Ironis, seiring dengan gencarnya pengembangan program-program tersebut, aktivitas industri ekstraktif (pertambangan) pun tak kalah dilakukan di seluruh wilayah kepulauan NTT. Misalnya Jumlah pemohon ijin di Kabupaten Kupang sampai Desember 2010, 80 perusahaan (rata-rata sudah beroperasi. Jumlah pemohon ijin di Kabupaten TTS 176 (IPR dan IUP), 3 telah mendapat IUP Produksi yaitu PT. Soe Makmur Resources (2010), PT. Elang Perkasa Resources dan PT. Nisso Steel Indonesia (2011) Sedangkan di Kabupaten TTU jumlah pemohon ijin 27 IUP eksplorasi, 112 IPR, 4 telah mendapat IUP eksplorasi PT. Elang Perkasa Resources Indonesia, PT. Elang Perkasa Kencana Resources Indonesia, PT. Elgary Resources Indonesia. Dan di Kabupaten Belu ada 89 perusahaan. Dan di Kabupaten Belu ada 89 perusahaan. Selain itu ada pertambangan Minyak di Blok Migas Kolbano – TTS yang mencakupi 16 Kecamtan TTS dan 2 Kecamatan Kabupaten Kupang oleh PT. Eni West Timor. Di pulau Sumba; Sumba Timur dan Sumba Tengah yang mencakupi kawasan Lai Wanggi Wanggameti dan Kawasan Manupeu Tana Daru. Sedangkan di Pulau Flores, pertambangan mangan di Sirise, Torong besi (Kabupaten Manggarai) yang memasuki areal kawasan hutan lindung, pertambangan biji besi dan batu bara di Riung Kabupaten Ngada, yang merupakan kawasan penyangga untuk kawasan pariwisata 17 pulau. Pertambangan emas di Tebedo dan Batu Gosok (Kabupaten Manggarai Barat), serta pertambangan emas di pulau Alor, daerah yang sering dikunjungi bencana gempa bumi. Tambang Emas di pulau Lembata yang mendapatkan perlawanan rakyat dan Gereja yang kemudian Surat Keputusan Bupati harus dicabut.4

Selama ini, beberapa pertambangan yang mendapatkan perlawanan adalah pertambangan emas di Lai Wanggi Wanggameti (Sumba Timur) dan Manupeu Tanadaru (Sumba Tengah). Kedua tempat ini adalah kawasan lindung yang mana terdaftar sebagai Taman Nasional. Tambang Mangan di Sirise dan Torong besi sementara dalam proses hukum dimana ada gugatan class action dari warga setempat. Di Kabupaten Manggarai Barat semua Ijin Usaha Pertambangan (IUP) dicabut dan ditolak permohonannya oleh Bupati Agustinus Dula. Masyarakat Adat Leragere menolak pertambangan emas lembata. Aliansi Rakyat Anti Tambang (ARANG) TTS menolak semua pertambangan mangan di Kabupaten TTS dan NTT pada umumnya.
Tulisan ini, difokuskan pada pertambangan mangan di pulau Timor yang hampir terjadi di wilayah kabupaten, (TTU, Belu, TTS, Kupang dan Kota Kupang) yang menimbulkan banyak perdebatan baik di tingkat rakyat atau pun para elit penguasa.

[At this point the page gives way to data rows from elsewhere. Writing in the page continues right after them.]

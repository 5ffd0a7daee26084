//! Route definitions, view resolution and the registered route table.

use serde::Serialize;
use std::collections::HashSet;
use thiserror::Error;

pub const NOT_FOUND: &str = "404";
pub const LOGIN: &str = "login";
pub const MAIN: &str = "main";
/// Name the main subtree takes once dynamic children are installed
pub const MAIN_DYNAMIC: &str = "main-dynamic";
pub const HOME: &str = "home";
/// Path of the catch-all route appended after the dynamic subtree
pub const CATCH_ALL_PATH: &str = "*";

/// Display metadata carried by every route
#[derive(Debug, Clone, Default, PartialEq, Serialize)]
#[serde(rename_all = "camelCase")]
pub struct RouteMeta {
    #[serde(skip_serializing_if = "Option::is_none")]
    pub menu_id: Option<i64>,
    pub title: String,
    pub is_dynamic: bool,
    pub is_tab: bool,
    /// Absolute URL shown in an iframe shell, empty for regular views
    pub iframe_url: String,
}

impl RouteMeta {
    pub fn titled(title: &str) -> Self {
        Self {
            title: title.to_string(),
            ..Self::default()
        }
    }

    pub fn tab(title: &str) -> Self {
        Self {
            is_tab: true,
            ..Self::titled(title)
        }
    }
}

/// Key of a view module, e.g. `modules/order/list`
#[derive(Debug, Clone, PartialEq, Eq, Hash, Serialize)]
pub struct ViewRef(String);

impl ViewRef {
    pub fn new(key: impl Into<String>) -> Self {
        Self(key.into())
    }

    pub fn key(&self) -> &str {
        &self.0
    }
}

#[derive(Debug, Clone, PartialEq, Eq, Error)]
#[error("no view module registered for {key}")]
pub struct ViewNotFound {
    pub key: String,
}

/// What renders a route
#[derive(Debug, Clone, PartialEq)]
pub enum RouteView {
    Component(ViewRef),
    /// External page rendered by the generic iframe shell
    Iframe,
    /// View lookup failed; the route stays registered and the error
    /// boundary decides what to show
    Missing(ViewNotFound),
    /// Pure container or redirect record
    None,
}

impl From<Result<ViewRef, ViewNotFound>> for RouteView {
    fn from(result: Result<ViewRef, ViewNotFound>) -> Self {
        match result {
            Ok(view) => RouteView::Component(view),
            Err(missing) => RouteView::Missing(missing),
        }
    }
}

/// Resolves view module keys to renderable views
pub trait ViewResolver: Send + Sync {
    fn resolve(&self, key: &str) -> Result<ViewRef, ViewNotFound>;
}

/// Set of view modules known to the bundle
#[derive(Debug, Clone, Default)]
pub struct ViewRegistry {
    keys: HashSet<String>,
}

impl ViewRegistry {
    pub fn new<I, S>(keys: I) -> Self
    where
        I: IntoIterator<Item = S>,
        S: Into<String>,
    {
        Self {
            keys: keys.into_iter().map(Into::into).collect(),
        }
    }

    pub fn register(&mut self, key: impl Into<String>) {
        self.keys.insert(key.into());
    }

    pub fn len(&self) -> usize {
        self.keys.len()
    }

    pub fn is_empty(&self) -> bool {
        self.keys.is_empty()
    }
}

impl ViewResolver for ViewRegistry {
    fn resolve(&self, key: &str) -> Result<ViewRef, ViewNotFound> {
        if self.keys.contains(key) {
            Ok(ViewRef::new(key))
        } else {
            Err(ViewNotFound {
                key: key.to_string(),
            })
        }
    }
}

#[derive(Debug, Clone, PartialEq, Serialize)]
#[serde(rename_all = "camelCase")]
pub struct RouteDefinition {
    pub path: String,
    pub name: String,
    /// Name of the route this one redirects to
    #[serde(skip_serializing_if = "Option::is_none")]
    pub redirect: Option<String>,
    pub meta: RouteMeta,
    #[serde(skip)]
    pub view: RouteView,
    /// Entering this route (or any child) requires a session credential
    #[serde(skip)]
    pub requires_auth: bool,
    #[serde(skip_serializing_if = "Vec::is_empty")]
    pub children: Vec<RouteDefinition>,
}

impl RouteDefinition {
    pub fn new(path: &str, name: &str, view: RouteView, meta: RouteMeta) -> Self {
        Self {
            path: path.to_string(),
            name: name.to_string(),
            redirect: None,
            meta,
            view,
            requires_auth: false,
            children: Vec::new(),
        }
    }

    fn catch_all(redirect: &str) -> Self {
        Self {
            redirect: Some(redirect.to_string()),
            ..Self::new(CATCH_ALL_PATH, CATCH_ALL_PATH, RouteView::None, RouteMeta::default())
        }
    }
}

/// Global routes: flat, reachable without the main layout or a session
pub fn global_routes() -> Vec<RouteDefinition> {
    vec![
        RouteDefinition::new(
            "/404",
            NOT_FOUND,
            RouteView::Component(ViewRef::new("common/404")),
            RouteMeta::titled("404 Not Found"),
        ),
        RouteDefinition::new(
            "/login",
            LOGIN,
            RouteView::Component(ViewRef::new("common/login")),
            RouteMeta::titled("Login"),
        ),
    ]
}

/// Main layout subtree with its built-in pages
pub fn main_route() -> RouteDefinition {
    let page = |path: &str, name: &str, view: &str, meta: RouteMeta| {
        RouteDefinition::new(path, name, RouteView::Component(ViewRef::new(view)), meta)
    };
    RouteDefinition {
        redirect: Some(HOME.to_string()),
        requires_auth: true,
        children: vec![
            page("/home", HOME, "common/home", RouteMeta::titled("Home")),
            page("/theme", "theme", "common/theme", RouteMeta::titled("Theme")),
            page(
                "/demo-echarts",
                "demo-echarts",
                "demo/echarts",
                RouteMeta::tab("demo-echarts"),
            ),
            page(
                "/demo-user-filter",
                "user-filter",
                "demo/user-filter",
                RouteMeta::tab("User Radar"),
            ),
        ],
        ..RouteDefinition::new(
            "/",
            MAIN,
            RouteView::Component(ViewRef::new("main")),
            RouteMeta::titled("Main Layout"),
        )
    }
}

/// Full path of a child record under `parent`
pub(crate) fn join_path(parent: &str, child: &str) -> String {
    if child.starts_with('/') || child == CATCH_ALL_PATH {
        child.to_string()
    } else if parent.ends_with('/') {
        format!("{}{}", parent, child)
    } else {
        format!("{}/{}", parent, child)
    }
}

/// A matched record chain, root first
#[derive(Debug, Clone, PartialEq)]
pub struct RouteMatch {
    pub path: String,
    pub chain: Vec<RouteDefinition>,
}

impl RouteMatch {
    pub fn leaf(&self) -> Option<&RouteDefinition> {
        self.chain.last()
    }

    pub fn requires_auth(&self) -> bool {
        self.chain.iter().any(|r| r.requires_auth)
    }
}

/// Registered routes, in registration order
#[derive(Debug, Clone, Default)]
pub struct RouteTable {
    routes: Vec<RouteDefinition>,
}

impl RouteTable {
    pub fn new(routes: Vec<RouteDefinition>) -> Self {
        Self { routes }
    }

    /// Static table: global routes followed by the main subtree
    pub fn with_static_routes() -> Self {
        let mut routes = global_routes();
        routes.push(main_route());
        Self::new(routes)
    }

    pub fn routes(&self) -> &[RouteDefinition] {
        &self.routes
    }

    /// Template for the dynamic subtree (the static main record)
    pub fn main_template(&self) -> Option<&RouteDefinition> {
        self.routes.iter().find(|r| r.name == MAIN)
    }

    /// Register the dynamic main subtree and the trailing catch-all.
    ///
    /// Re-registration replaces an earlier dynamic subtree in place; the
    /// catch-all is only ever added once and always stays last.
    pub fn install_dynamic(&mut self, main_dynamic: RouteDefinition) {
        self.routes.retain(|r| r.path != CATCH_ALL_PATH);
        match self.routes.iter_mut().find(|r| r.name == main_dynamic.name) {
            Some(existing) => *existing = main_dynamic,
            None => self.routes.push(main_dynamic),
        }
        self.routes.push(RouteDefinition::catch_all(NOT_FOUND));
    }

    /// Names of every registered record, depth first
    pub fn names(&self) -> Vec<String> {
        fn walk(routes: &[RouteDefinition], out: &mut Vec<String>) {
            for route in routes {
                out.push(route.name.clone());
                walk(&route.children, out);
            }
        }
        let mut names = Vec::new();
        walk(&self.routes, &mut names);
        names
    }

    pub fn match_name(&self, name: &str) -> Option<RouteMatch> {
        fn walk(
            routes: &[RouteDefinition],
            parent: &str,
            chain: &mut Vec<RouteDefinition>,
            name: &str,
        ) -> Option<RouteMatch> {
            for route in routes {
                let path = join_path(parent, &route.path);
                chain.push(route.clone());
                if route.name == name {
                    return Some(RouteMatch {
                        path,
                        chain: chain.clone(),
                    });
                }
                if let Some(found) = walk(&route.children, &path, chain, name) {
                    return Some(found);
                }
                chain.pop();
            }
            None
        }
        walk(&self.routes, "", &mut Vec::new(), name)
    }

    /// First record whose full path equals `path`; the catch-all matches
    /// anything but is only consulted after every other record.
    pub fn match_path(&self, path: &str) -> Option<RouteMatch> {
        fn walk(
            routes: &[RouteDefinition],
            parent: &str,
            chain: &mut Vec<RouteDefinition>,
            target: &str,
        ) -> Option<RouteMatch> {
            for route in routes.iter().filter(|r| r.path != CATCH_ALL_PATH) {
                let path = join_path(parent, &route.path);
                chain.push(route.clone());
                if path == target {
                    return Some(RouteMatch {
                        path,
                        chain: chain.clone(),
                    });
                }
                if let Some(found) = walk(&route.children, &path, chain, target) {
                    return Some(found);
                }
                chain.pop();
            }
            None
        }
        walk(&self.routes, "", &mut Vec::new(), path).or_else(|| {
            self.routes
                .iter()
                .find(|r| r.path == CATCH_ALL_PATH)
                .map(|catch_all| RouteMatch {
                    path: path.to_string(),
                    chain: vec![catch_all.clone()],
                })
        })
    }
}

#[cfg(test)]
mod tests {
    use super::*;

    #[test]
    fn test_registry_resolution() {
        let registry = ViewRegistry::new(["modules/order/list"]);
        assert_eq!(
            registry.resolve("modules/order/list"),
            Ok(ViewRef::new("modules/order/list"))
        );
        let missing = registry.resolve("modules/nope").unwrap_err();
        assert_eq!(missing.key, "modules/nope");
        assert_eq!(
            RouteView::from(registry.resolve("modules/nope")),
            RouteView::Missing(missing)
        );
    }

    #[test]
    fn test_join_path() {
        assert_eq!(join_path("/", "order-list"), "/order-list");
        assert_eq!(join_path("/", "/home"), "/home");
        assert_eq!(join_path("/sys", "user"), "/sys/user");
        assert_eq!(join_path("", "/login"), "/login");
    }

    #[test]
    fn test_static_table_matches_by_path_and_name() {
        let table = RouteTable::with_static_routes();

        let home = table.match_path("/home").expect("home registered");
        assert_eq!(home.leaf().unwrap().name, HOME);
        assert_eq!(
            home.chain.iter().map(|r| r.name.as_str()).collect::<Vec<_>>(),
            vec![MAIN, HOME]
        );
        assert!(home.requires_auth());

        let login = table.match_name(LOGIN).expect("login registered");
        assert_eq!(login.path, "/login");
        assert!(!login.requires_auth());

        assert!(table.match_path("/order-list").is_none());
        assert!(table.match_name("order-list").is_none());
    }

    #[test]
    fn test_install_dynamic_appends_catch_all_last() {
        let mut table = RouteTable::with_static_routes();
        let mut dynamic = table.main_template().unwrap().clone();
        dynamic.name = MAIN_DYNAMIC.to_string();
        dynamic.children = vec![RouteDefinition::new(
            "order-list",
            "order-list",
            RouteView::None,
            RouteMeta::default(),
        )];

        table.install_dynamic(dynamic.clone());
        table.install_dynamic(dynamic);

        let paths: Vec<&str> = table.routes().iter().map(|r| r.path.as_str()).collect();
        assert_eq!(paths, vec!["/404", "/login", "/", "/", CATCH_ALL_PATH]);

        let order = table.match_path("/order-list").expect("dynamic child matched");
        assert_eq!(order.chain[0].name, MAIN_DYNAMIC);

        let unknown = table.match_path("/does/not/exist").expect("catch-all");
        assert_eq!(unknown.leaf().unwrap().redirect.as_deref(), Some(NOT_FOUND));

        // "/" still resolves to the static main record registered first
        assert_eq!(table.match_path("/").unwrap().leaf().unwrap().name, MAIN);
    }

    #[test]
    fn test_route_definition_serializes_without_view() {
        let route = RouteDefinition::new(
            "order-list",
            "order-list",
            RouteView::Component(ViewRef::new("modules/order/list")),
            RouteMeta {
                menu_id: Some(7),
                title: "Orders".to_string(),
                is_dynamic: true,
                is_tab: true,
                iframe_url: String::new(),
            },
        );
        let json = serde_json::to_value(&route).unwrap();
        assert_eq!(
            json,
            serde_json::json!({
                "path": "order-list",
                "name": "order-list",
                "meta": {"menuId": 7, "title": "Orders", "isDynamic": true, "isTab": true, "iframeUrl": ""}
            })
        );
    }
}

Mangan menurut Atoni pah meto

Mangan dalam bahasa dawan disebut fatu metan. Fatu metan adalah padanan bahasa dawan, fatu yang berarti batu dan metan berarti hitam. Secara harafiah fatu metan diterjemahkan batu hitam. Mayarakat dawan memberikan nama berdasarkan jenis dan wujud yang dilihatnya. Namun secara historis-cultural mangan bagi atoin pah meto5 sungguh bernilai. Mangan dipandang bernilai mistik-magis yang harus dihormati. Bila tidak bencana longsor, angin kencang, kekeringan dan bencana lainnya akan terjadi sebagai konsekuensi atas tindakan tersebut. Mangan tidak sembarang diambil atau dipungut untuk kepentingan apa pun, sekalipun mangan hampir ditemukan dalam semua wilayah Timor. Pada masa kejayaan kekuasaan tuan tanah (tobe)6, siapa pun tidak diperkenankan untuk memilih atau memindahkan dari tempatnya.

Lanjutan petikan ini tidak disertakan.